Anche la difesa di ogni vero o presunto diritto, storica bandiera della borghesia liberalradicale, quando privilegia una minoranza a spese della maggioranza diventa un fatto di destra: opprimere una maggioranza di non fumatori per tutelare i diritti di una minoranza di fumatori non è «di sinistra», così come non lo è difendere i presunti «diritti» di tassisti e operatori balneari, bloccando sul nascere nuove forme di mobilità urbana o migliori servizi sulle spiagge.

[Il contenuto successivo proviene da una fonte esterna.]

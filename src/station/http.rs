//! `reqwest`-backed transport.

use async_trait::async_trait;
use std::time::Duration;

use crate::error::{AppResult, LabError};

use super::transport::{Method, StationRequest, StationResponse, StationTransport, TransportError};

#[derive(Debug, Clone)]
pub struct ReqwestTransport {
    client: reqwest::Client,
}

impl ReqwestTransport {
    /// Build a client. `None` leaves requests without a timeout.
    pub fn new(timeout: Option<Duration>) -> AppResult<Self> {
        let mut builder = reqwest::Client::builder();
        if let Some(timeout) = timeout {
            builder = builder.timeout(timeout);
        }
        let client = builder
            .build()
            .map_err(|e| LabError::Configuration(format!("HTTP client: {e}")))?;
        Ok(Self { client })
    }
}

#[async_trait]
impl StationTransport for ReqwestTransport {
    async fn send(&self, request: StationRequest) -> Result<StationResponse, TransportError> {
        let mut builder = match request.method {
            Method::Get => self.client.get(&request.url),
            Method::Post => self.client.post(&request.url),
        };
        if !request.form.is_empty() {
            builder = builder.form(&request.form);
        }
        if let Some(credential) = &request.credential {
            builder = builder.basic_auth(&credential.username, Some(&credential.password));
        }

        let response = builder
            .send()
            .await
            .map_err(|e| TransportError(e.to_string()))?;
        let status = response.status().as_u16();
        let body = response
            .text()
            .await
            .map_err(|e| TransportError(e.to_string()))?;
        Ok(StationResponse { status, body })
    }
}
//! Outbound HTTP seam.
//!
//! Everything the crate says to a station goes through [`StationTransport`],
//! so tests can script station replies without a network.

use async_trait::async_trait;
use serde::de::DeserializeOwned;
use std::fmt;
use thiserror::Error;

#[derive(Debug, Clone, Copy, PartialEq, Eq, Hash)]
pub enum Method {
    Get,
    Post,
}

impl fmt::Display for Method {
    fn fmt(&self, f: &mut fmt::Formatter<'_>) -> fmt::Result {
        match self {
            Method::Get => f.write_str("GET"),
            Method::Post => f.write_str("POST"),
        }
    }
}

/// Basic-auth credential.
#[derive(Clone, PartialEq, Eq)]
pub struct Credential {
    pub username: String,
    pub password: String,
}

impl fmt::Debug for Credential {
    fn fmt(&self, f: &mut fmt::Formatter<'_>) -> fmt::Result {
        f.debug_struct("Credential")
            .field("username", &self.username)
            .field("password", &"<redacted>")
            .finish()
    }
}

#[derive(Debug, Clone, PartialEq, Eq)]
pub struct StationRequest {
    pub method: Method,
    pub url: String,
    /// Sent as `application/x-www-form-urlencoded` when non-empty.
    pub form: Vec<(String, String)>,
    pub credential: Option<Credential>,
}

impl StationRequest {
    pub fn new(method: Method, url: impl Into<String>) -> Self {
        Self {
            method,
            url: url.into(),
            form: Vec::new(),
            credential: None,
        }
    }

    pub fn with_form(mut self, form: Vec<(String, String)>) -> Self {
        self.form = form;
        self
    }

    pub fn with_credential(mut self, credential: Option<Credential>) -> Self {
        self.credential = credential;
        self
    }

    /// Value of a form field.
    pub fn form_value(&self, key: &str) -> Option<&str> {
        self.form
            .iter()
            .find(|(k, _)| k == key)
            .map(|(_, v)| v.as_str())
    }
}

#[derive(Debug, Clone, PartialEq, Eq)]
pub struct StationResponse {
    pub status: u16,
    pub body: String,
}

impl StationResponse {
    pub fn new(status: u16, body: impl Into<String>) -> Self {
        Self {
            status,
            body: body.into(),
        }
    }

    pub fn is_success(&self) -> bool {
        (200..300).contains(&self.status)
    }

    pub fn json<T: DeserializeOwned>(&self) -> Result<T, serde_json::Error> {
        serde_json::from_str(&self.body)
    }
}

/// The station could not be reached or the connection broke.
#[derive(Debug, Clone, Error, PartialEq, Eq)]
#[error("{0}")]
pub struct TransportError(pub String);

#[async_trait]
pub trait StationTransport: Send + Sync {
    /// Perform one request. Any status code is a successful exchange; only
    /// connection-level failures are errors.
    async fn send(&self, request: StationRequest) -> Result<StationResponse, TransportError>;
}
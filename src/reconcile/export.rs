//! Stage to spreadsheet.

use crate::error::AppResult;
use crate::model::StageId;
use crate::store::{ParameterScope, Tables};

use super::table::{SpreadsheetFormat, Table};
use super::RUN_ID_COLUMN;

/// A downloadable spreadsheet.
#[derive(Debug, Clone, PartialEq, Eq)]
pub struct StageExport {
    pub filename: String,
    pub content_type: &'static str,
    pub bytes: Vec<u8>,
}

pub fn export_filename(
    sanitized_stage_name: &str,
    scope: ParameterScope,
    format: SpreadsheetFormat,
) -> String {
    let kind = match scope {
        ParameterScope::DynamicOnly => "dynamic",
        ParameterScope::All => "all",
    };
    format!("{sanitized_stage_name}_{kind}_parameters.{}", format.extension())
}

/// Build the table for a stage: `run_id` then the routine's parameters in
/// declared order. Static parameters show the catalog default; a missing
/// dynamic value is an empty cell. A stage without runs yields the header only.
pub(crate) fn stage_table(t: &Tables, stage_id: StageId, scope: ParameterScope) -> AppResult<Table> {
    let stage = t.stage(stage_id)?;
    let params = t.routine_parameters(stage.routine_id, scope)?;

    let mut headers = Vec::with_capacity(params.len() + 1);
    headers.push(RUN_ID_COLUMN.to_string());
    headers.extend(params.iter().map(|p| p.name.clone()));
    let mut table = Table::new(headers);

    for run in t.stage_runs(stage_id) {
        let mut row = Vec::with_capacity(params.len() + 1);
        row.push(run.id.to_string());
        for param in &params {
            let cell = if param.is_static {
                param.default_value.to_string()
            } else {
                t.find_value(run.id, param.id)
                    .map(|v| v.value.to_string())
                    .unwrap_or_default()
            };
            row.push(cell);
        }
        table.rows.push(row);
    }
    Ok(table)
}

pub(crate) fn export_stage(
    t: &Tables,
    stage_id: StageId,
    scope: ParameterScope,
    format: SpreadsheetFormat,
) -> AppResult<StageExport> {
    let table = stage_table(t, stage_id, scope)?;
    let stage = t.stage(stage_id)?;
    Ok(StageExport {
        filename: export_filename(&stage.sanitized_name(), scope, format),
        content_type: format.content_type(),
        bytes: table.encode(format)?,
    })
}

Una sinistra moderna non strizza l’occhio ai bombaroli, agli occupanti abusivi dei centri sociali, ai vandalismi del terrorismo ambientalista, alla vasta comunità cocaeroinomane, a tutto ciò che comporti una qualche forma di distruzione che tanto ricorda quel mito della Rivoluzione così caro alla sinistra nostalgica ma in realtà invenzione borghese di fine Settecento, figlio dell’insegnamento biblico che non possa realizzarsi il nuovo senza il totale annientamento del vecchio, senza un giudizio finale, senza un Armageddon.
Una sinistra del terzo millennio, votata all’evoluzione più che alla rivoluzione, orientata a costruire più che a distruggere, non può che avere come sola e unica parola d’ordine il Progresso.
Una sinistra moderna o è progressista o non è.
Progredire significa andare avanti. Non indietro. E meno che mai gironzolare oziosamente intorno a questioni minime che riguardano una minuscola parte della popolazione, miglior materia per associazioni culturali e di categoria che non per chi vorrebbe proporsi come un grande partito di massa.
E per andare avanti occorre indicare con chiarezza una strada e una meta, per quanto irraggiungibile essa possa apparire al momento.
L’Italia è nata nel 1861, ma il sogno di un’Italia unita stava già in Petrarca.
Quali sogni stanno oggi all’interno del piddì?